2006 Philadelphia Annual Meeting (22–25 October 2006)

Paper No. 1
Presentation Time: 8:00 AM

KINETICS AND PATHWAYS OF APATITE FORMATION - IN SITU TIME-RESOLVED STUDIES


BORKIEWICZ, Olaf, Geology, Miami University, 114 Shideler Hall, Oxford, OH 45056, RAKOVAN, John, Geology, Miami University, 126 Shideler Hall, Oxford, OH 45056 and CAHILL, Christopher L., Department of Chemistry, George Washington Univ, 725 21st Street, NW, Washington, DC 20052, borkieoj@muohio.edu

Heavy metal contamination in soils is a serious public health hazard. A new and promising method for in situ metal sequestration and environmental remediation, based on the formation of co-precipitated apatite in contaminated soils, has gained considerable amount of attention in the past decade, mainly due to its cost-efficiency and high effectiveness. However, the role of precursor phases (expected to form in near surface conditions) on the sequestration and fate of metals is unknown.
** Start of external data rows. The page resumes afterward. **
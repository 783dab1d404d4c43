//! Finding and copying the preview images in Exif.

mod common;

use common::*;
use tagsmith::{Edits, MetadataProvider as _, TagKey, TagValue, providers::jpeg::Jpeg};
use tagsmith_types::exif::ifd::IfdGroup;

fn with_previews() -> (Vec<u8>, Vec<u8>, Vec<u8>) {
    let thumb = tiny_jpeg(160, 120, 0x11);
    let big = tiny_jpeg(1024, 768, 0x22);

    let tiff = tiff(
        &[
            vec![ascii(0x010F, "Acme")],
            vec![short(0x0103, 6)],
            vec![long(0x0100, 1024), long(0x0101, 768)],
        ],
        &[(1, &thumb), (2, &big)],
    );

    (jpeg(&[jfif(), exif_segment(&tiff)]), thumb, big)
}

#[test]
fn finds_every_preview() {
    logger();

    let (file, thumb, big) = with_previews();
    let jpeg = Jpeg::new(&file).unwrap();

    let props = jpeg.previews();
    assert_eq!(props.len(), 2);

    assert_eq!(props[0].group, IfdGroup::_1);
    assert_eq!((props[0].width, props[0].height), (160, 120));
    assert_eq!(props[0].mime_type, "image/jpeg");
    assert_eq!(props[0].extension, ".jpg");
    assert_eq!(
        &file[props[0].byte_offset..props[0].byte_offset + props[0].byte_length],
        thumb.as_slice()
    );

    assert_eq!(props[1].group, IfdGroup::Chained(2));
    assert_eq!((props[1].width, props[1].height), (1024, 768));

    let images = tagsmith::extract_previews(&file).unwrap();
    assert_eq!(images.len(), 2);
    assert_eq!(images[0].data, thumb);
    assert_eq!(images[1].data, big);
}

#[test]
fn a_bad_preview_doesnt_hide_the_others() {
    logger();

    let thumb = tiny_jpeg(160, 120, 0x11);
    let tiff = tiff(
        &[
            vec![ascii(0x010F, "Acme")],
            vec![],
            // points far past the end of the file
            vec![long(0x0201, 60_000), long(0x0202, 5_000)],
        ],
        &[(1, &thumb)],
    );
    let file = jpeg(&[exif_segment(&tiff)]);

    let jpeg = Jpeg::new(&file).unwrap();
    assert_eq!(jpeg.previews().len(), 2);

    let images = tagsmith::extract_previews(&file).unwrap();
    assert_eq!(images.len(), 1);
    assert_eq!(images[0].data, thumb);
    assert_eq!(images[0].properties.group, IfdGroup::_1);
}

#[test]
fn previews_survive_a_rewrite() {
    logger();

    let (file, thumb, big) = with_previews();

    let mut edits = Edits::new();
    edits.set_single(
        TagKey::parse("Exif.Image.Make").unwrap(),
        TagValue::ascii("A much longer camera maker name"),
    );
    let written = tagsmith::write_tags(&file, &edits).unwrap();

    let images = tagsmith::extract_previews(&written).unwrap();
    assert_eq!(images.len(), 2);
    assert_eq!(images[0].data, thumb);
    assert_eq!(images[1].data, big);
}

#[test]
fn no_exif_no_previews() {
    logger();

    let file = jpeg(&[jfif()]);
    assert!(tagsmith::extract_previews(&file).unwrap().is_empty());
}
In situ time-resolved X-ray diffraction studies of apatite formation pathways from aqueous solutions were carried out at the X7B beamline of the National Synchrotron Light Source at Brookhaven National Laboratory, Upton, NY. A series of experiments with different Ca/P (corresponding to stoichiometric ratios of Ca and P found in the precursor phases proposed in the literature) and liquid/solid ratios in the starting material, in the presence and absence of contaminant species and range of temperatures were performed. In all experiments, two starting solutions of calcium acetate and ammonium phosphate were mixed instantaneously at room temperature. The resulting precipitate was then vacuum-filtered and the remaining slurry, of the desired liquid/solid ratio, was placed inside a heating cell and analyzed within 10 min of the initial precipitation.

In all experiments, the initial precipitate was identified as a mixture of amorphous calcium phosphate and brushite (CaHPO4 • 2H2O), independent of the initial Ca/P ratio in solution, and were the only phases present in the solution throughout the duration of the analysis in the experiment conducted at ambient temperature. Under the conditions of elevated temperature and in the absence of contaminant species, initial brushite transformed to intermediate monetite and then to apatite. The rate of the phase transformation was dependent on the temperature and Ca/P ratio of the starting solutions, being the fastest and most complete at the ratio corresponding to OCP stoichiometry. The presence of Mn2+ ions influenced the pathway of the phase transformation, resulting in the formation of a different final product of the reaction – whitlockite.